Category: Alumni News, Alumni Spotlights, News

Title: Alumni Spotlight: Annette McFarland GHD ’15

Currently, I work as the Monitoring, Evaluation, Accountability and Learning Advisor for Trócaire Malawi. Trócaire is the official overseas development agency of the Catholic church in Ireland and a member of Caritas Internationalis. In this role, I serve as the M&E point person across multiple projects, assisting the Trócaire programs team to design, bid for, implement, monitor, and evaluate impactful projects. As Trócaire Malawi does not directly implement projects ourselves, I also have the opportunity to collaborate with partner organizations, and help build their monitoring and evaluation capacity.

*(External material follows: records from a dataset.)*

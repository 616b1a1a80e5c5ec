//! Push channel wire format.
//!
//! Messages are JSON objects distinguished by a `type` field:
//!
//! ```json
//! {"type": "location_update", "driver_id": "A1", "lat": 41.0, "lng": 29.0,
//!  "speed": 42.5, "status": "on_trip", "timestamp": 1718000000000}
//! {"type": "driver_status", "driver_id": "A1", "status": "at_home"}
//! ```
//!
//! The payload may also be wrapped as `{"type": ..., "data": {...}}`.
//! Timestamps are epoch milliseconds or RFC 3339 strings.
//!
//! Anything that fails to decode, or a location update with unusable
//! coordinates, yields `None`. A bad message is never a transport fault.

use chrono::{DateTime, Utc};
use log::debug;
use serde::Deserialize;
use serde_json::Value;

use crate::{AgentPosition, AgentStatus, FleetError, PositionSource, Result};

/// A typed event from the push channel.
#[derive(Debug, Clone, PartialEq)]
pub enum PushEvent {
    /// Full position report. `source` is always [`PositionSource::Push`].
    LocationUpdate(AgentPosition),
    /// Status-only change for an agent the store may already know.
    StatusChange {
        agent_id: String,
        status: AgentStatus,
        observed_at: Option<i64>,
    },
}

impl PushEvent {
    pub fn agent_id(&self) -> &str {
        match self {
            PushEvent::LocationUpdate(position) => &position.agent_id,
            PushEvent::StatusChange { agent_id, .. } => agent_id,
        }
    }
}

#[derive(Debug, Deserialize)]
#[serde(tag = "type", rename_all = "snake_case")]
enum WireMessage {
    LocationUpdate(WireLocation),
    DriverStatus(WireStatus),
    Ping,
    Pong,
}

#[derive(Debug, Deserialize)]
struct WireLocation {
    #[serde(alias = "driver_id", alias = "id")]
    agent_id: WireId,
    #[serde(default, alias = "name", alias = "driver_name")]
    display_name: Option<String>,
    #[serde(alias = "lat")]
    latitude: f64,
    #[serde(alias = "lng", alias = "lon")]
    longitude: f64,
    #[serde(default)]
    speed: Option<f64>,
    #[serde(default)]
    status: Option<AgentStatus>,
    #[serde(default, alias = "timestamp")]
    observed_at: Option<WireTimestamp>,
    #[serde(default, alias = "province")]
    region_hint: Option<String>,
}

#[derive(Debug, Deserialize)]
struct WireStatus {
    #[serde(alias = "driver_id", alias = "id")]
    agent_id: WireId,
    status: AgentStatus,
    #[serde(default, alias = "timestamp")]
    observed_at: Option<WireTimestamp>,
}

#[derive(Debug, Deserialize)]
#[serde(untagged)]
enum WireId {
    Text(String),
    Number(i64),
}

impl WireId {
    fn into_string(self) -> String {
        match self {
            WireId::Text(s) => s,
            WireId::Number(n) => n.to_string(),
        }
    }
}

#[derive(Debug, Deserialize)]
#[serde(untagged)]
enum WireTimestamp {
    Millis(i64),
    Fractional(f64),
    Text(String),
}

impl WireTimestamp {
    fn to_millis(&self) -> Option<i64> {
        match self {
            WireTimestamp::Millis(ms) => Some(*ms),
            WireTimestamp::Fractional(ms) if ms.is_finite() => Some(ms.round() as i64),
            WireTimestamp::Fractional(_) => None,
            WireTimestamp::Text(s) => DateTime::parse_from_rfc3339(s)
                .map(|dt| dt.timestamp_millis())
                .ok()
                .or_else(|| s.trim().parse::<i64>().ok()),
        }
    }
}

impl WireLocation {
    fn into_position(self, received_at: i64, source: PositionSource) -> Option<AgentPosition> {
        let observed_at = match &self.observed_at {
            Some(ts) => ts.to_millis()?,
            None => received_at,
        };
        Some(AgentPosition {
            agent_id: self.agent_id.into_string(),
            display_name: self.display_name.unwrap_or_default(),
            latitude: self.latitude,
            longitude: self.longitude,
            speed: self.speed.unwrap_or(0.0),
            status: self.status.unwrap_or_default(),
            region_hint: self.region_hint,
            observed_at,
            source,
        })
    }
}

/// Decode one text frame, stamping reports that carry no timestamp with
/// the current time.
pub fn decode_message(text: &str) -> Option<PushEvent> {
    decode_message_at(text, Utc::now().timestamp_millis())
}

/// Decode one text frame; `received_at` is used when the report has no
/// timestamp of its own.
pub fn decode_message_at(text: &str, received_at: i64) -> Option<PushEvent> {
    let mut value: Value = match serde_json::from_str(text) {
        Ok(v) => v,
        Err(e) => {
            debug!("[Protocol] Dropping undecodable frame: {}", e);
            return None;
        }
    };
    unwrap_envelope(&mut value);

    let message: WireMessage = match serde_json::from_value(value) {
        Ok(m) => m,
        Err(e) => {
            debug!("[Protocol] Dropping unrecognised message: {}", e);
            return None;
        }
    };

    match message {
        WireMessage::LocationUpdate(loc) => {
            let position = loc.into_position(received_at, PositionSource::Push)?;
            if !position.has_valid_coordinates() {
                debug!(
                    "[Protocol] Dropping location_update for {} with invalid coordinates ({}, {})",
                    position.agent_id, position.latitude, position.longitude
                );
                return None;
            }
            Some(PushEvent::LocationUpdate(position))
        }
        WireMessage::DriverStatus(st) => {
            let observed_at = match &st.observed_at {
                Some(ts) => Some(ts.to_millis()?),
                None => None,
            };
            Some(PushEvent::StatusChange {
                agent_id: st.agent_id.into_string(),
                status: st.status,
                observed_at,
            })
        }
        WireMessage::Ping | WireMessage::Pong => None,
    }
}

/// Decode a poll response body: a JSON array of position rows, or an object
/// wrapping that array under `data`, `drivers` or `positions`. Rows use the
/// same field names as `location_update` messages.
///
/// Rows that fail to decode are skipped. Rows with invalid coordinates are
/// kept so the store can count them as rejected.
pub fn decode_poll_body(text: &str, received_at: i64) -> Result<Vec<AgentPosition>> {
    let value: Value = serde_json::from_str(text)?;
    let rows = match value {
        Value::Array(rows) => rows,
        Value::Object(mut obj) => match ["data", "drivers", "positions"]
            .iter()
            .find_map(|k| match obj.remove(*k) {
                Some(Value::Array(rows)) => Some(rows),
                _ => None,
            }) {
            Some(rows) => rows,
            None => return Err(FleetError::Decode("poll body has no position array".to_string())),
        },
        other => {
            return Err(FleetError::Decode(format!("unexpected poll body: {}", json_kind(&other))));
        }
    };

    let total = rows.len();
    let positions: Vec<AgentPosition> = rows
        .into_iter()
        .filter_map(|row| match serde_json::from_value::<WireLocation>(row) {
            Ok(loc) => loc.into_position(received_at, PositionSource::Poll),
            Err(e) => {
                debug!("[Protocol] Skipping poll row: {}", e);
                None
            }
        })
        .collect();

    if positions.len() < total {
        debug!("[Protocol] Poll body: {}/{} rows decoded", positions.len(), total);
    }
    Ok(positions)
}

fn json_kind(value: &Value) -> &'static str {
    match value {
        Value::Null => "null",
        Value::Bool(_) => "bool",
        Value::Number(_) => "number",
        Value::String(_) => "string",
        Value::Array(_) => "array",
        Value::Object(_) => "object",
    }
}

/// Lift `{"type": t, "data": {...}}` into `{"type": t, ...}`.
fn unwrap_envelope(value: &mut Value) {
    let Some(obj) = value.as_object_mut() else {
        return;
    };
    if let Some(Value::Object(data)) = obj.remove("data") {
        for (k, v) in data {
            obj.entry(k).or_insert(v);
        }
    }
}

/// The keepalive frame sent every heartbeat interval.
pub fn ping_message() -> String {
    serde_json::json!({ "type": "ping" }).to_string()
}

// ============================================================================
// Tests
// ============================================================================

#[cfg(test)]
mod tests {
    use super::*;

    const NOW: i64 = 1_718_000_000_000;

    fn position(event: Option<PushEvent>) -> AgentPosition {
        match event {
            Some(PushEvent::LocationUpdate(p)) => p,
            other => panic!("expected location update, got {:?}", other),
        }
    }

    #[test]
    fn test_decode_flat_location_update() {
        let text = r#"{"type":"location_update","driver_id":"A1","driver_name":"Ayse",
            "lat":41.0,"lng":29.0,"speed":42.5,"status":"on_trip",
            "timestamp":1718000000500,"province":"Istanbul"}"#;
        let p = position(decode_message_at(text, NOW));

        assert_eq!(p.agent_id, "A1");
        assert_eq!(p.display_name, "Ayse");
        assert_eq!(p.latitude, 41.0);
        assert_eq!(p.longitude, 29.0);
        assert_eq!(p.speed, 42.5);
        assert_eq!(p.status, AgentStatus::OnTrip);
        assert_eq!(p.observed_at, 1_718_000_000_500);
        assert_eq!(p.region_hint.as_deref(), Some("Istanbul"));
        assert_eq!(p.source, PositionSource::Push);
    }

    #[test]
    fn test_decode_enveloped_location_update() {
        let text = r#"{"type":"location_update","data":{"agent_id":17,"latitude":41,"longitude":29,
            "observed_at":"2024-06-10T06:13:20Z"}}"#;
        let p = position(decode_message_at(text, NOW));

        assert_eq!(p.agent_id, "17");
        assert_eq!(p.latitude, 41.0);
        assert_eq!(p.observed_at, 1_718_000_000_000);
        assert_eq!(p.status, AgentStatus::Active);
    }

    #[test]
    fn test_missing_timestamp_uses_receive_time() {
        let text = r#"{"type":"location_update","id":"A1","lat":41.0,"lon":29.0}"#;
        assert_eq!(position(decode_message_at(text, NOW)).observed_at, NOW);
    }

    #[test]
    fn test_invalid_coordinates_dropped() {
        let text = r#"{"type":"location_update","driver_id":"A1","latitude":200,"longitude":29.0,"timestamp":1}"#;
        assert!(decode_message_at(text, NOW).is_none());

        let missing = r#"{"type":"location_update","driver_id":"A1","latitude":null,"longitude":29.0}"#;
        assert!(decode_message_at(missing, NOW).is_none());
    }

    #[test]
    fn test_malformed_and_unknown_dropped() {
        assert!(decode_message_at("not json", NOW).is_none());
        assert!(decode_message_at("[1,2,3]", NOW).is_none());
        assert!(decode_message_at(r#"{"type":"trip_started","driver_id":"A1"}"#, NOW).is_none());
        assert!(decode_message_at(r#"{"type":"pong"}"#, NOW).is_none());
        assert!(decode_message_at(r#"{"type":"driver_status","driver_id":"A1","status":"flying"}"#, NOW).is_none());
        assert!(decode_message_at(
            r#"{"type":"location_update","driver_id":"A1","lat":41,"lng":29,"timestamp":"yesterday"}"#,
            NOW
        )
        .is_none());
    }

    #[test]
    fn test_decode_status_change() {
        let text = r#"{"type":"driver_status","driver_id":"A1","status":"at_home"}"#;
        assert_eq!(
            decode_message_at(text, NOW),
            Some(PushEvent::StatusChange {
                agent_id: "A1".to_string(),
                status: AgentStatus::AtHome,
                observed_at: None,
            })
        );

        let stamped = r#"{"type":"driver_status","data":{"driver_id":"A1","status":"inactive","timestamp":5}}"#;
        match decode_message_at(stamped, NOW) {
            Some(PushEvent::StatusChange { observed_at, status, .. }) => {
                assert_eq!(observed_at, Some(5));
                assert_eq!(status, AgentStatus::Inactive);
            }
            other => panic!("unexpected {:?}", other),
        }
    }

    #[test]
    fn test_decode_poll_body_shapes() {
        let flat = r#"[{"driver_id":"A1","lat":41.0,"lng":29.0,"timestamp":100},
                       {"id":7,"latitude":40.0,"longitude":30.0,"status":"at_home"}]"#;
        let rows = decode_poll_body(flat, NOW).unwrap();
        assert_eq!(rows.len(), 2);
        assert_eq!(rows[0].observed_at, 100);
        assert_eq!(rows[1].agent_id, "7");
        assert_eq!(rows[1].observed_at, NOW);
        assert_eq!(rows[1].status, AgentStatus::AtHome);
        assert!(rows.iter().all(|p| p.source == PositionSource::Poll));

        let wrapped = r#"{"drivers":[{"driver_id":"A1","lat":41.0,"lng":29.0}]}"#;
        assert_eq!(decode_poll_body(wrapped, NOW).unwrap().len(), 1);
    }

    #[test]
    fn test_decode_poll_body_skips_bad_rows() {
        let body = r#"[{"driver_id":"A1","lat":41.0,"lng":29.0},
                       {"driver_id":"A2"},
                       {"driver_id":"A3","lat":300.0,"lng":29.0}]"#;
        let rows = decode_poll_body(body, NOW).unwrap();
        // The row with no coordinates is skipped; out-of-range coordinates
        // are left for the store to reject.
        assert_eq!(rows.len(), 2);
        assert_eq!(rows[1].agent_id, "A3");
        assert!(!rows[1].has_valid_coordinates());
    }

    #[test]
    fn test_decode_poll_body_errors() {
        assert!(matches!(decode_poll_body("oops", NOW), Err(FleetError::Decode(_))));
        assert!(matches!(decode_poll_body(r#"{"count":0}"#, NOW), Err(FleetError::Decode(_))));
        assert!(matches!(decode_poll_body("42", NOW), Err(FleetError::Decode(_))));
    }

    #[test]
    fn test_ping_message() {
        let value: Value = serde_json::from_str(&ping_message()).unwrap();
        assert_eq!(value["type"], "ping");
    }
}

Annette McFarland posing with a family in UgandaThis is a new role for me; until September 2017, I was the first ever Monitoring and Evaluation Specialist at Just Like My Child Foundation (JLMC), an NGO focused on girls’ education and empowerment, based in Luwero, Uganda. I was first connected to JLMC through my classmate, Lena Alfi (GHD ’15), who previously worked with JLMC’s Executive Director when they were both at PCI. It (literally!) pays to network with your GHD cohort, so use each other: your classmates are your first, best resource for information, connections, and employment! Coming to Malawi was a sweet homecoming for me; I served as a Peace Corps Volunteer in Malawi from 2011-2012.

GHD prepared me for my current work by connecting me to people and resources I continue to reference. GHD was the first place I learned about logical frameworks, results chains, and theories of change, tools that I use daily in my current role. My GHD professors (especially Steve Radelet, George Psacharopoulos, Harry Patrinos, Katherine Marshall, and the late Carol Lancaster) challenged me to rigorously critique development policies and practice in order to deliver the best evidence-based results for the poor. I was also inspired by the talks I attended on campus by prestigious guest speakers working in development, such as Amartya Sen, Kah Walla, Tony Elumelu, and Carrie Hessler-Radelet.

I would also say that my GHD summer internship with Fahmina Foundation, a small religious-based NGO focused on women’s rights in Indonesia, helped me crystallize my priority passions within the field of international development: working with and for women and girls, through a framework of human rights, on education and capacity-building initiatives. I have been fortunate; both of the jobs I have found post-GHD have afforded me the opportunity to work within all of these passion areas.

Annette McFarland posing with a family in UgandaThe relationships I built with my GHD classmates (some of whom were my roommates), are irreplaceable. I had a wonderful capstone experience with a supreme client (Peace Corps), and the best capstone partner anyone could have asked for, San-Eou Lan. I’m proud of the work we produced together for our client, and equally proud to call San-Eou a close friend… in fact, I will be officiating his wedding in May 2018!

It’s exhausting being a graduate student, but take full advantage of being in Washington, DC! Never miss an opportunity to network with your GHD and SFS colleagues, and attend inspiring events at Georgetown University and across the city, to learn more about the international development landscape and where you best fit within it. Be true to yourself. After GHD, I knew I wanted to get back out there, to the field, ‘on the ground’, to Africa. I was applying to DC-based jobs, but my heart wasn’t in it. I kept searching, and with some help from Lena, found an opportunity that took me to rural Uganda. Follow your passion and the rest will fall into place.